Ici, en France, il y a peu de spécialistes en pratique privée ; surtout dans mon domaine (orthopédie), mes collègues ne sont pas aussi souvent dans une étude qu'en Allemagne. Nous sommes plutôt employés dans les hôpitaux, où nous avons nos horaires de consultation, nos chirurgies, nos admissions et nos patients externes. En Allemagne, il arrive souvent que les patients quittent la clinique après leur formation de spécialiste et s'installent dans un cabinet (le plus souvent des cabinets communs). Les avantages sont évidents : plus de services, plus de routines cliniques stressantes, vous êtes votre patron et vous pouvez faire ce que vous voulez dans la pratique, pas de nombre de cas prescrit, etc. Inconvénient : de nombreux collègues établis ne sont que conservateurs - c'est-à-dire qu'ils ne pratiquent pas d'opérations - et orientent les patients vers les cliniques voisines et leurs chirurgiens orthopédistes pour les opérations nécessaires.
C'est exactement là que je trouve que cela commence à devenir critique. Pour le patient qui est soudainement opéré par un autre chirurgien orthopédiste avant et après la chirurgie. Deux médecins sont déjà à l'étage - et comme on dit : "deux médecins, trois opinions". De plus, il existe en principe un danger économique : imaginez être un patient (peut-être même privé) dans une pratique orthopédique purement conservatrice. Ce dernier gagne de l'argent grâce à votre traitement (outre le fait qu'il y a des montants forfaitaires par trimestre et que la facturation est un problème en soi). C'est-à-dire que plus vous appelez régulièrement (par exemple une fois par trimestre) pour vérifier vos progrès ou plus souvent vous demandez un rendez-vous parce que les troubles ne se sont pas améliorés avec les méthodes conservatrices prescrites (physiothérapie, massages, ondes de choc...), plus le médecin est rentable.
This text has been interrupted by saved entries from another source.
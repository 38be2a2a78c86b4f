//! Utah teapot tessellated from its 32 bicubic Bezier patches.
//!
//! Twenty-four patches are surfaces of revolution (rim, body, lid and
//! bottom) built from a profile curve swept through four quadrants. The
//! handle and spout are listed explicitly for the `y <= 0` half and mirrored
//! across the XZ plane. Control data is Z-up as in the classic data set and is
//! converted to Y-up while tessellating.

use glam::{Vec2, Vec3};

use super::Mesh;

/// Ratio that makes a cubic Bezier quadrant approximate a circle.
const CIRCLE_HANDLE: f32 = 0.56;

/// Teapot height in data units; the mesh is scaled to unit height.
const DATA_HEIGHT: f32 = 3.15;

/// `(radius, height)` rows of each revolved section, top to bottom of a patch.
const REVOLVED: [[[f32; 2]; 4]; 6] = [
    // rim
    [[1.4, 2.4], [1.3375, 2.53125], [1.4375, 2.53125], [1.5, 2.4]],
    // upper body
    [[1.5, 2.4], [1.75, 1.875], [2.0, 1.35], [2.0, 0.9]],
    // lower body
    [[2.0, 0.9], [2.0, 0.45], [1.5, 0.225], [1.5, 0.15]],
    // lid knob
    [[0.0, 3.15], [0.8, 3.15], [0.0, 2.85], [0.2, 2.7]],
    // lid
    [[0.2, 2.7], [0.4, 2.55], [1.3, 2.55], [1.3, 2.4]],
    // bottom
    [[1.5, 0.15], [1.5, 0.075], [1.425, 0.0], [0.0, 0.0]],
];

/// Handle and spout control points for the `y <= 0` half, row major.
const SWEPT: [[[f32; 3]; 16]; 4] = [
    // upper handle
    [
        [-1.6, 0.0, 2.025], [-1.6, -0.3, 2.025], [-1.5, -0.3, 2.25], [-1.5, 0.0, 2.25],
        [-2.3, 0.0, 2.025], [-2.3, -0.3, 2.025], [-2.5, -0.3, 2.25], [-2.5, 0.0, 2.25],
        [-2.7, 0.0, 2.025], [-2.7, -0.3, 2.025], [-3.0, -0.3, 2.25], [-3.0, 0.0, 2.25],
        [-2.7, 0.0, 1.8], [-2.7, -0.3, 1.8], [-3.0, -0.3, 1.8], [-3.0, 0.0, 1.8],
    ],
    // lower handle
    [
        [-2.7, 0.0, 1.8], [-2.7, -0.3, 1.8], [-3.0, -0.3, 1.8], [-3.0, 0.0, 1.8],
        [-2.7, 0.0, 1.575], [-2.7, -0.3, 1.575], [-3.0, -0.3, 1.35], [-3.0, 0.0, 1.35],
        [-2.5, 0.0, 1.125], [-2.5, -0.3, 1.125], [-2.65, -0.3, 0.9375], [-2.65, 0.0, 0.9375],
        [-2.0, 0.0, 0.9], [-2.0, -0.3, 0.9], [-1.9, -0.3, 0.6], [-1.9, 0.0, 0.6],
    ],
    // spout body
    [
        [1.7, 0.0, 1.425], [1.7, -0.66, 1.425], [1.7, -0.66, 0.6], [1.7, 0.0, 0.6],
        [2.6, 0.0, 1.425], [2.6, -0.66, 1.425], [3.1, -0.66, 0.825], [3.1, 0.0, 0.825],
        [2.3, 0.0, 2.1], [2.3, -0.25, 2.1], [2.4, -0.25, 2.025], [2.4, 0.0, 2.025],
        [2.7, 0.0, 2.4], [2.7, -0.25, 2.4], [3.3, -0.25, 2.4], [3.3, 0.0, 2.4],
    ],
    // spout tip
    [
        [2.7, 0.0, 2.4], [2.7, -0.25, 2.4], [3.3, -0.25, 2.4], [3.3, 0.0, 2.4],
        [2.8, 0.0, 2.475], [2.8, -0.25, 2.475], [3.525, -0.25, 2.49375], [3.525, 0.0, 2.49375],
        [2.9, 0.0, 2.475], [2.9, -0.15, 2.475], [3.45, -0.15, 2.5125], [3.45, 0.0, 2.5125],
        [2.8, 0.0, 2.4], [2.8, -0.15, 2.4], [3.2, -0.15, 2.4], [3.2, 0.0, 2.4],
    ],
];

type Patch = [Vec3; 16];

/// Teapot of unit height centered on the origin, spout along +X.
///
/// Each patch is evaluated on a `(subdivisions + 1)^2` grid with analytic
/// normals, so patches do not share vertices.
pub fn teapot(subdivisions: u32) -> Mesh {
    let steps = subdivisions.max(1);
    let mut mesh = Mesh::default();
    for patch in patches() {
        tessellate(&patch, steps, &mut mesh);
    }
    mesh
}

fn patches() -> Vec<Patch> {
    let mut patches = Vec::with_capacity(32);
    for profile in REVOLVED {
        for quadrant in 0..4 {
            patches.push(revolve(&profile, quadrant));
        }
    }
    for half in SWEPT {
        let patch = half.map(|[x, y, z]| to_y_up(Vec3::new(x, y, z)));
        patches.push(mirror(&patch));
        patches.push(patch);
    }
    patches
}

/// Sweeps a profile through one quarter turn, clockwise seen from above.
fn revolve(profile: &[[f32; 2]; 4], quadrant: u32) -> Patch {
    let mut patch = [Vec3::ZERO; 16];
    for (row, &[radius, height]) in profile.iter().enumerate() {
        let k = radius * CIRCLE_HANDLE;
        let ring = [
            Vec2::new(radius, 0.0),
            Vec2::new(radius, -k),
            Vec2::new(k, -radius),
            Vec2::new(0.0, -radius),
        ];
        for (col, point) in ring.into_iter().enumerate() {
            let point = (0..quadrant).fold(point, |p, _| Vec2::new(p.y, -p.x));
            patch[row * 4 + col] = to_y_up(Vec3::new(point.x, point.y, height));
        }
    }
    patch
}

/// Reflects a patch across the XZ plane of the data set, keeping its orientation.
fn mirror(patch: &Patch) -> Patch {
    let mut mirrored = [Vec3::ZERO; 16];
    for row in 0..4 {
        for col in 0..4 {
            let p = patch[row * 4 + (3 - col)];
            // Data-space Y became -Z in the converted patch.
            mirrored[row * 4 + col] = Vec3::new(p.x, p.y, -p.z);
        }
    }
    mirrored
}

fn to_y_up(p: Vec3) -> Vec3 {
    Vec3::new(p.x, p.z, -p.y)
}

fn tessellate(patch: &Patch, steps: u32, mesh: &mut Mesh) {
    let base = mesh.vertex_count() as u32;
    let center = Vec3::new(0.0, DATA_HEIGHT * 0.5, 0.0);
    for row in 0..=steps {
        let v = row as f32 / steps as f32;
        for col in 0..=steps {
            let u = col as f32 / steps as f32;
            let position = (evaluate(patch, u, v) - center) / DATA_HEIGHT;
            mesh.push_vertex(position, surface_normal(patch, u, v));
        }
    }

    let stride = steps + 1;
    for row in 0..steps {
        for col in 0..steps {
            let i00 = base + row * stride + col;
            let i10 = i00 + 1;
            let i01 = i00 + stride;
            let i11 = i01 + 1;
            mesh.indices
                .extend_from_slice(&[i00, i10, i11, i00, i11, i01]);
        }
    }
}

fn bernstein(t: f32) -> [f32; 4] {
    let s = 1.0 - t;
    [s * s * s, 3.0 * t * s * s, 3.0 * t * t * s, t * t * t]
}

fn bernstein_derivative(t: f32) -> [f32; 4] {
    let s = 1.0 - t;
    [
        -3.0 * s * s,
        3.0 * s * s - 6.0 * t * s,
        6.0 * t * s - 3.0 * t * t,
        3.0 * t * t,
    ]
}

fn evaluate(patch: &Patch, u: f32, v: f32) -> Vec3 {
    combine(patch, bernstein(u), bernstein(v))
}

fn combine(patch: &Patch, bu: [f32; 4], bv: [f32; 4]) -> Vec3 {
    let mut point = Vec3::ZERO;
    for row in 0..4 {
        for col in 0..4 {
            point += patch[row * 4 + col] * (bu[col] * bv[row]);
        }
    }
    point
}

/// Unit normal `dP/du x dP/dv`, which points out of the teapot for this data set.
///
/// Collapsed rows (the lid knob and bottom poles) have a vanishing tangent,
/// so the normal is taken slightly inside the patch there.
fn surface_normal(patch: &Patch, u: f32, v: f32) -> Vec3 {
    const NUDGE: f32 = 1e-3;
    let candidates = [
        (u, v),
        (u, v.clamp(NUDGE, 1.0 - NUDGE)),
        (u.clamp(NUDGE, 1.0 - NUDGE), v.clamp(NUDGE, 1.0 - NUDGE)),
    ];
    for (u, v) in candidates {
        let du = combine(patch, bernstein_derivative(u), bernstein(v));
        let dv = combine(patch, bernstein(u), bernstein_derivative(v));
        let normal = du.cross(dv);
        if normal.length_squared() > 1e-10 {
            return normal.normalize();
        }
    }
    Vec3::Y
}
Ne vous méprenez pas, mais un médecin doit aussi être financièrement viable dans son cabinet - même s'il exécute votre traitement au meilleur de ses connaissances et de ses convictions.
Quelle est l'incitation d'un résident à vous envoyer à l'hôpital pour un traitement chirurgical le plus rapidement possible ? En fait, aucune. Parce qu'alors votre collègue vous traitera et si vous vous sentez bien après l'opération, vous n'avez pas besoin de vous rendre au cabinet pour d'autres contrôles. Pour exagérer, il serait plus logique d'écrire le renvoi au traitement final le plus tard possible et de vérifier à l'avance toutes les possibilités conservatrices. Peut-être aussi parce que le collègue résident ne connaît plus les possibilités chirurgicales modernes ou sait ce qui peut être réalisé aujourd'hui avec de petites interventions. Bien sûr, tous les médecins ont le devoir d'assurer une formation continue - mais c'est quelque chose de différent si vous écoutez des cours de formation continue ou si vous travaillez de première main et suivez les soins et traitements ultérieurs.
À mon avis, un système de médecins employés dans un hôpital qui sont à la fois chirurgicalement et conservative ment actifs n'est pas un mauvais système. Il faut tenir compte du fait que la pression économique des hôpitaux est plus forte sur eux et que peut-être l'une ou l'autre opération pourrait être réalisée non par des considérations médicales mais par un point de vue économique.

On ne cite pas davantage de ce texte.